Start of Material shown

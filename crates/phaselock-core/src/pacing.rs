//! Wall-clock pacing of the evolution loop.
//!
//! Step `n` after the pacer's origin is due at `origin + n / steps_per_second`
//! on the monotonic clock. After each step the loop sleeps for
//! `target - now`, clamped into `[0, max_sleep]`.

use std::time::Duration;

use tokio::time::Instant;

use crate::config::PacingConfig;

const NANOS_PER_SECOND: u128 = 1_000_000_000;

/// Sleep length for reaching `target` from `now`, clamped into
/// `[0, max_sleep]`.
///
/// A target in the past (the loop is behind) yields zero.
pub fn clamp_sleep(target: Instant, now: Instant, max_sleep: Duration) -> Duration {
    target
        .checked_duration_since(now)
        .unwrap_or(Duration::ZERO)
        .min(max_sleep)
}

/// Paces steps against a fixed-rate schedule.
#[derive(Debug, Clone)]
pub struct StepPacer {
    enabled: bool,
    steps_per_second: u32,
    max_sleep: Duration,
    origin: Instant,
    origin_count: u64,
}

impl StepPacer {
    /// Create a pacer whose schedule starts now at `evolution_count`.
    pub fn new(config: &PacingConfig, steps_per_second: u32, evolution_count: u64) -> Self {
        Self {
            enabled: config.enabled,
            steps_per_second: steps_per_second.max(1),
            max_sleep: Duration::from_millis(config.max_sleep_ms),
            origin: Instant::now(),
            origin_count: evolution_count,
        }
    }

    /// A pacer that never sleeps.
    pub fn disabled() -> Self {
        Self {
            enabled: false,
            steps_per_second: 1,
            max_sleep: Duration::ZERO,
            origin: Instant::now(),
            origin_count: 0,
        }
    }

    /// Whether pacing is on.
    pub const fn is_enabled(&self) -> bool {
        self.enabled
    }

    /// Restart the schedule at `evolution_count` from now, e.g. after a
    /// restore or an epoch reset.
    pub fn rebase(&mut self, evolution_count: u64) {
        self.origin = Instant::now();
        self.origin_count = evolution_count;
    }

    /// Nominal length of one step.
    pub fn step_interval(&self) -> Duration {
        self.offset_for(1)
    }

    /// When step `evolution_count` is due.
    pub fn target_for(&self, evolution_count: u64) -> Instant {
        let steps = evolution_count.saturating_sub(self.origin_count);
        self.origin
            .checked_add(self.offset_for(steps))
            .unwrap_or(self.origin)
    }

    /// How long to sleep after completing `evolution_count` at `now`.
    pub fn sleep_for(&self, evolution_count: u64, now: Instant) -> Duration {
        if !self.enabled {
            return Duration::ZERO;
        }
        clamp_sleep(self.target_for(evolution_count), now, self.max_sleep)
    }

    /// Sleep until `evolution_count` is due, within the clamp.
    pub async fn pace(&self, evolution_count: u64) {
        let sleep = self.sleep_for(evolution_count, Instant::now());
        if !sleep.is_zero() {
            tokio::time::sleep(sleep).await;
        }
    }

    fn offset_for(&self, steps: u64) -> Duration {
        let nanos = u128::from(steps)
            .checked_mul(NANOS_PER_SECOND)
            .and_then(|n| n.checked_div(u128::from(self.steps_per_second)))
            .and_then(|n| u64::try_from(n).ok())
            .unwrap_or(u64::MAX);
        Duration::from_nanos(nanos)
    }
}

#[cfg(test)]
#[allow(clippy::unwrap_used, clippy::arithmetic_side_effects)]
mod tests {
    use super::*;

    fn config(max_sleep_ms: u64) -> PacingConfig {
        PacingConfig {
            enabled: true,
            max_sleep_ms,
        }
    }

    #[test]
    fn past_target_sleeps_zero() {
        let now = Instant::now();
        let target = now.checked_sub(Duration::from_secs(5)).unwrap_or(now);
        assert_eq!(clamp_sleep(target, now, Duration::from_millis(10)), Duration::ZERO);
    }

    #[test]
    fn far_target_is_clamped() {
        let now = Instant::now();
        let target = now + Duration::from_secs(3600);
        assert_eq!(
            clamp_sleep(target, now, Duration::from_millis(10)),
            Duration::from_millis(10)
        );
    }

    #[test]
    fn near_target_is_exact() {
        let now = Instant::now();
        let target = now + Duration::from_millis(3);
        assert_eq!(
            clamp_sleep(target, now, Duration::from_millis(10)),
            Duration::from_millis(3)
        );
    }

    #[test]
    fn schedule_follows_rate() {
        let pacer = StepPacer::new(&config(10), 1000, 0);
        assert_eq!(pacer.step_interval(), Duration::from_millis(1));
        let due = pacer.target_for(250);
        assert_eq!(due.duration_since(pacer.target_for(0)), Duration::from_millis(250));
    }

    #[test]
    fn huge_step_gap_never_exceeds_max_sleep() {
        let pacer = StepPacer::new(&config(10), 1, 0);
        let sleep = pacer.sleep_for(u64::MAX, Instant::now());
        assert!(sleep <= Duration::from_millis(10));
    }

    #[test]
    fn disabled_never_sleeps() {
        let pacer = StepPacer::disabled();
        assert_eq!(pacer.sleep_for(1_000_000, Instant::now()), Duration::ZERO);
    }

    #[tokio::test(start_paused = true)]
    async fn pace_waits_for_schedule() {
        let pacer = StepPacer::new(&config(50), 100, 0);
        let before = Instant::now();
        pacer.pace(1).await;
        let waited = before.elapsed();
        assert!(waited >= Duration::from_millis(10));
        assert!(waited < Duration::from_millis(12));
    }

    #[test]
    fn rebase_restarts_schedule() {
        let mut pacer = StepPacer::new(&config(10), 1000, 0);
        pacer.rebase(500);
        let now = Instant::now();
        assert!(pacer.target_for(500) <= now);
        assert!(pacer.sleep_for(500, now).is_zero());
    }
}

End of Material shown

● **Aim of the exercise**: Give again exactly, and only, the lines above starting at the one with "Duration::from_nanos(nanos)" and ending at the one with "async fn pace_waits_for_schedule()".

● **Solution to the problem**:
        Duration::from_nanos(nanos)
    }
}

#[cfg(test)]
#[allow(clippy::unwrap_used, clippy::arithmetic_side_effects)]
mod tests {
    use super::*;

    fn config(max_sleep_ms: u64) -> PacingConfig {
        PacingConfig {
            enabled: true,
            max_sleep_ms,
        }
    }

    #[test]
    fn past_target_sleeps_zero() {
        let now = Instant::now();
        let target = now.checked_sub(Duration::from_secs(5)).unwrap_or(now);
        assert_eq!(clamp_sleep(target, now, Duration::from_millis(10)), Duration::ZERO);
    }

    #[test]
    fn far_target_is_clamped() {
        let now = Instant::now();
        let target = now + Duration::from_secs(3600);
        assert_eq!(
            clamp_sleep(target, now, Duration::from_millis(10)),
            Duration::from_millis(10)
        );
    }

    #[test]
    fn near_target_is_exact() {
        let now = Instant::now();
        let target = now + Duration::from_millis(3);
        assert_eq!(
            clamp_sleep(target, now, Duration::from_millis(10)),
            Duration::from_millis(3)
        );
    }

    #[test]
    fn schedule_follows_rate() {
        let pacer = StepPacer::new(&config(10), 1000, 0);
        assert_eq!(pacer.step_interval(), Duration::from_millis(1));
        let due = pacer.target_for(250);
        assert_eq!(due.duration_since(pacer.target_for(0)), Duration::from_millis(250));
    }

    #[test]
    fn huge_step_gap_never_exceeds_max_sleep() {
        let pacer = StepPacer::new(&config(10), 1, 0);
        let sleep = pacer.sleep_for(u64::MAX, Instant::now());
        assert!(sleep <= Duration::from_millis(10));
    }

    #[test]
    fn disabled_never_sleeps() {
        let pacer = StepPacer::disabled();
        assert_eq!(pacer.sleep_for(1_000_000, Instant::now()), Duration::ZERO);
    }

    #[tokio::test(start_paused = true)]
    async fn pace_waits_for_schedule() {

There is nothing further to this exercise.